This new high-level requirement obliges “proponents of projects with a lifetime beyond 2050 to provide a credible plan to achieve net-zero emissions by 2050” (at 1). This requirement is then integrated throughout key stages of the IAA process. Specifically, the tailored impact assessment guidelines, which are issued at the end of the planning phase, will direct “[p]roponents of projects with a lifetime beyond 2050” to “provide a credible plan for the project to achieve net-zero emissions by 2050” (at 11). In the impact statement phase, proponents of such projects will be required to “provide a credible plan that describes how the project will achieve net-zero emissions by 2050” and that plan “will need to demonstrate how the net GHG emission[s]… will equal 0 kt CO2e / year by 2050 and thereafter for the remainder of the lifetime of the project” (at 16). Interestingly, the SACC provides a basis for proponents to “identify any supportive actions by the Government that they would need in order to be able to achieve net-zero emissions… for example, identifying the need for the construction of a grid intertie to enable access to clean electricity” (at 15). In the assessment phase, the “IAAC or the lifecycle regulator will review the proponent’s plan to achieve net-zero emissions by 2050 and will also consider the supportive government actions identified by the proponent in order for the project to be able to achieve net-zero emissions” (at 17). In the decision-making phase, the SACC clarifies that conditions attached to a project approval “may also include a reporting program in which the proponent would demonstrate progress towards implementing these mitigation measures and the plan for reaching net-zero emissions by 2050 for projects with a lifetime beyond 2050” (at 19). Similarly, in the post-decision phase, a proponent may be required “to report progress in implementing these GHG mitigation measures and in implementing the plan for reaching net-zero emissions by 2050 for projects with a lifetime beyond 2050” (at 19).
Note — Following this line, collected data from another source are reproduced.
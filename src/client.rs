use std::io::Write;
use std::time::Instant;

use base64::engine::general_purpose::STANDARD as BASE64;
use base64::Engine as _;
use flate2::write::GzEncoder;
use flate2::Compression;
use reqwest::header::{self, HeaderMap, HeaderValue};
use serde_json::{json, Value};
use tracing::debug;

use crate::config::ClientConfig;
use crate::error::MedStoreError;

const SDK_VERSION: &str = env!("CARGO_PKG_VERSION");

/// GraphQL transport for the MedStore API.
///
/// Owns endpoint normalization, the API-key header pair, the gzip+base64
/// request envelope and transient-failure retries. Typed operations live in
/// [`crate::ops`].
pub struct GraphQlClient {
    http: reqwest::Client,
    endpoint: String,
    content_base: String,
    config: ClientConfig,
}

impl GraphQlClient {
    pub fn new(config: ClientConfig) -> Result<Self, MedStoreError> {
        let (endpoint, content_base) = normalize_url(&config.url);
        let http = reqwest::Client::builder()
            .timeout(config.request_timeout)
            .danger_accept_invalid_certs(!config.verify_ssl)
            .build()?;
        Ok(GraphQlClient {
            http,
            endpoint,
            content_base,
            config,
        })
    }

    pub fn config(&self) -> &ClientConfig {
        &self.config
    }

    pub fn http(&self) -> &reqwest::Client {
        &self.http
    }

    /// Headers carrying only the API-key pair, for signed-content endpoints.
    pub fn auth_headers(&self) -> Result<HeaderMap, MedStoreError> {
        let mut headers = HeaderMap::new();
        let mut api_key = header_value(&format!(
            "{}:{}",
            self.config.api_key, self.config.secret_key
        ))?;
        api_key.set_sensitive(true);
        headers.insert("ApiKey", api_key);
        Ok(headers)
    }

    /// Resolve a `medstore://` content URL against the configured host.
    pub fn resolve_content_url(&self, url: &str) -> String {
        if let Some(path) = url.strip_prefix("medstore:///") {
            format!("{}/{}", self.content_base, path)
        } else if let Some(rest) = url.strip_prefix("medstore://") {
            format!("https://{rest}")
        } else {
            url.to_string()
        }
    }

    /// Execute a GraphQL operation and return its `data` object.
    ///
    /// Transient failures (connection errors, 5xx) are retried with the
    /// configured backoff; auth rejections, 413 and application errors in
    /// the `errors` array abort immediately.
    pub async fn execute(&self, query: &str, variables: Value) -> Result<Value, MedStoreError> {
        let payload = self.prepare_query(query, variables)?;
        debug!(
            "executing: {}",
            query.trim().lines().next().unwrap_or_default()
        );
        let mut attempt = 0;
        loop {
            attempt += 1;
            match self.execute_once(payload.clone()).await {
                Ok(data) => return Ok(data),
                Err(err) if err.is_fatal() || attempt >= self.config.retry.max_attempts => {
                    return Err(err)
                }
                Err(err) => {
                    debug!("transient graphql failure (attempt {attempt}): {err}");
                    tokio::time::sleep(self.config.retry.delay(attempt)).await;
                }
            }
        }
    }

    async fn execute_once(&self, payload: String) -> Result<Value, MedStoreError> {
        let start = Instant::now();
        let response = self
            .http
            .post(&self.endpoint)
            .headers(self.request_headers()?)
            .body(payload)
            .send()
            .await?;
        let status = response.status().as_u16();
        debug!("response status {status} after {:?}", start.elapsed());
        match status {
            401 | 403 => Err(MedStoreError::Auth(status)),
            413 => Err(MedStoreError::PayloadTooLarge),
            s if s >= 500 => Err(MedStoreError::Status(s)),
            s => {
                let body: Value = match response.json().await {
                    Ok(body) => body,
                    Err(_) if !(200..300).contains(&s) => return Err(MedStoreError::Status(s)),
                    Err(err) => return Err(err.into()),
                };
                if let Some(errors) = body
                    .get("errors")
                    .and_then(Value::as_array)
                    .filter(|errors| !errors.is_empty())
                {
                    let message = errors
                        .iter()
                        .filter_map(|err| err.get("message").and_then(Value::as_str))
                        .collect::<Vec<_>>()
                        .join("; ");
                    return Err(MedStoreError::Api(if message.is_empty() {
                        "unknown api error".into()
                    } else {
                        message
                    }));
                }
                Ok(body.get("data").cloned().unwrap_or(Value::Null))
            }
        }
    }

    fn request_headers(&self) -> Result<HeaderMap, MedStoreError> {
        let mut headers = self.auth_headers()?;
        headers.insert("MS-SDK-Version", header_value(SDK_VERSION)?);
        headers.insert(
            header::CONTENT_TYPE,
            HeaderValue::from_static("application/json"),
        );
        headers.insert(header::ACCEPT, HeaderValue::from_static("application/json"));
        headers.insert("Content-Encoding-MS", HeaderValue::from_static("gzip"));
        headers.insert(
            header::ACCEPT_ENCODING,
            HeaderValue::from_static("br, gzip"),
        );
        Ok(headers)
    }

    /// The request envelope is the gzipped operation JSON, base64-encoded.
    fn prepare_query(&self, query: &str, variables: Value) -> Result<String, MedStoreError> {
        let body = serde_json::to_vec(&json!({ "query": query, "variables": variables }))?;
        let mut encoder = GzEncoder::new(Vec::new(), Compression::default());
        encoder.write_all(&body)?;
        Ok(BASE64.encode(encoder.finish()?))
    }
}

fn header_value(value: &str) -> Result<HeaderValue, MedStoreError> {
    HeaderValue::from_str(value)
        .map_err(|err| MedStoreError::Config(format!("invalid header value: {err}")))
}

/// Coerce a configured URL into the GraphQL endpoint and the content base.
///
/// Remote hosts are forced to `https://<host>/api`; localhost and AWS URLs
/// are left untouched so mock servers and presigned hosts work unchanged.
fn normalize_url(url: &str) -> (String, String) {
    let url = url.trim().trim_end_matches('/').to_lowercase();
    let exempt = url.contains("amazonaws.com") || url.contains("localhost") || url.contains("127.0.0.1");
    if exempt {
        return (format!("{url}/graphql/"), url);
    }
    let stripped = url
        .strip_prefix("https://")
        .or_else(|| url.strip_prefix("http://"))
        .unwrap_or(&url);
    let host = stripped.split('/').next().unwrap_or(stripped);
    (
        format!("https://{host}/api/graphql/"),
        format!("https://{host}"),
    )
}

#[cfg(test)]
mod tests {
    use std::io::Read;

    use flate2::read::GzDecoder;

    use super::*;

    #[test]
    fn normalizes_remote_urls() {
        let (endpoint, base) = normalize_url("https://app.medstore.io/some/path/");
        assert_eq!(endpoint, "https://app.medstore.io/api/graphql/");
        assert_eq!(base, "https://app.medstore.io");

        let (endpoint, _) = normalize_url("app.medstore.io");
        assert_eq!(endpoint, "https://app.medstore.io/api/graphql/");
    }

    #[test]
    fn leaves_local_urls_alone() {
        let (endpoint, base) = normalize_url("http://127.0.0.1:9182");
        assert_eq!(endpoint, "http://127.0.0.1:9182/graphql/");
        assert_eq!(base, "http://127.0.0.1:9182");
    }

    #[test]
    fn resolves_content_urls() {
        let config = ClientConfig::new("key", "secret", "https://app.medstore.io").unwrap();
        let client = GraphQlClient::new(config).unwrap();
        assert_eq!(
            client.resolve_content_url("medstore:///content/abc"),
            "https://app.medstore.io/content/abc"
        );
        assert_eq!(
            client.resolve_content_url("medstore://cdn.medstore.io/x"),
            "https://cdn.medstore.io/x"
        );
        assert_eq!(
            client.resolve_content_url("https://elsewhere/x"),
            "https://elsewhere/x"
        );
    }

    #[test]
    fn envelope_round_trips() {
        let config = ClientConfig::new("key", "secret", "https://app.medstore.io").unwrap();
        let client = GraphQlClient::new(config).unwrap();
        let payload = client
            .prepare_query("query q { x }", json!({ "a": 1 }))
            .unwrap();
        let compressed = BASE64.decode(payload).unwrap();
        let mut decoder = GzDecoder::new(compressed.as_slice());
        let mut raw = String::new();
        decoder.read_to_string(&mut raw).unwrap();
        let body: Value = serde_json::from_str(&raw).unwrap();
        assert_eq!(body["query"], "query q { x }");
        assert_eq!(body["variables"]["a"], 1);
    }
}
Taken together, these new requirements represent improvements over the draft SACC in several ways. First, they clarify which project proponents need to provide information in relation to the 2050 commitment – only proponents of projects with a lifetime beyond 2050. Second, they also describe in general terms what information such proponents must provide, though there is significant ambiguity in the “credible plan” standard. Third, the requirements provide a formal basis upon which this information will be considered in the assessment and decision-making phases. As discussed below, however, it remains unclear precisely how the assessment and final decision-making will relate the project information to Canada’s ability to meet its commitments in respect of climate change (e.g. is there some detailed carbon budget to be developed?), but the SACC at least articulates the basis for doing so. Fourth, by indicating a link between reporting programs in project approval conditions and a proponent’s plan for reaching net-zero emissions, the SACC sets out a basis for ongoing monitoring and accountability that could ensure proponents follow through. Fifth, the SACC clarifies that the “commitments in respect of climate change” language in the IAA includes the new 2050 net-zero commitment. Finally, the SACC reveals that the federal government will, at least to some extent, use the IAA as a tool to pursue longer term emission reductions by requiring that designated projects have a plan in line with the net-zero commitment.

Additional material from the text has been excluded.